Look through the material below and count the lines that hold "HardwareKind". Give that number by itself.
BEGIN
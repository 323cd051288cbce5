//! Transport drivers
//!
//! A transport owns the OS handle of one physical (or virtual) DMX interface.
//! Two styles exist:
//!
//! - **Streaming** transports (USB-serial bridges) know nothing about
//!   channels. The device's transmission worker pushes complete frames
//!   through [`DmxTransport::write_frame`] on a fixed cadence.
//! - **Addressable** transports (USB-DMX widgets with on-board memory) keep
//!   the frame in the interface itself. Each channel write is a synchronous
//!   [`DmxTransport::write_byte`] on the caller's thread.
//!
//! The [`loopback`] module backs both styles with in-memory links.

use dmxflow_core::FRAME_SIZE;

use crate::error::{OutputError, Result};

pub mod loopback;
pub mod serial_bridge;
pub mod usbdmx;

pub use serial_bridge::{
    LineConnector, LineSettings, SerialBridgeTransport, SerialFraming, SerialLine,
    SystemLineConnector,
};
pub use usbdmx::{DeviceType, MemoryConnector, MemoryPort, MemoryRegion, UsbDmxTransport};

#[cfg(unix)]
pub use usbdmx::SystemMemoryConnector;

/// Hardware family of a discovered interface
#[derive(Debug, Clone, Copy, PartialEq, Eq, Hash)]
pub enum HardwareKind {
    /// FTDI-class USB-serial bridge driven as a raw 250 kbit/s line
    SerialBridge,
    /// Enttec DMX USB Pro: FTDI bridge with its own DMX engine
    EnttecPro,
    /// USB-DMX interface with addressable transmit memory
    UsbDmx,
}

impl HardwareKind {
    /// How the device must be fed
    pub fn mode(self) -> TransportMode {
        match self {
            Self::SerialBridge | Self::EnttecPro => TransportMode::Streaming,
            Self::UsbDmx => TransportMode::Addressable,
        }
    }

    /// Short label for status text
    pub fn label(self) -> &'static str {
        match self {
            Self::SerialBridge => "serial bridge",
            Self::EnttecPro => "Enttec Pro",
            Self::UsbDmx => "USB-DMX",
        }
    }
}

/// How channel data reaches the interface
#[derive(Debug, Clone, Copy, PartialEq, Eq)]
pub enum TransportMode {
    /// Whole frames resent continuously by a worker thread
    Streaming,
    /// Individual channel writes into device memory
    Addressable,
}

/// Capability interface of a transport driver.
///
/// Streaming transports implement `write_frame`; addressable transports
/// implement `write_byte` and `read_byte`. The defaults report
/// [`OutputError::Unsupported`].
pub trait DmxTransport: Send {
    /// Hardware family
    fn kind(&self) -> HardwareKind;

    /// System path or identifier of the interface
    fn path(&self) -> &str;

    /// Whether a handle is currently held
    fn is_open(&self) -> bool;

    /// Acquire and configure the handle
    fn open(&mut self) -> Result<()>;

    /// Release the handle. Closing a closed transport succeeds.
    fn close(&mut self) -> Result<()>;

    /// Human-readable hardware label. Never fails; falls back to a generic
    /// label when the hardware cannot be queried.
    fn identify(&mut self) -> String;

    /// Transmit one complete frame (start code + 512 channels)
    fn write_frame(&mut self, _frame: &[u8; FRAME_SIZE]) -> Result<()> {
        Err(OutputError::Unsupported(self.kind().label()))
    }

    /// Write one channel into device memory
    fn write_byte(&mut self, _channel: u16, _value: u8) -> Result<()> {
        Err(OutputError::Unsupported(self.kind().label()))
    }

    /// Read one channel back from device memory
    fn read_byte(&mut self, _channel: u16) -> Result<u8> {
        Err(OutputError::Unsupported(self.kind().label()))
    }

    /// How the device must be fed
    fn mode(&self) -> TransportMode {
        self.kind().mode()
    }
}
END
**Written reply:** 3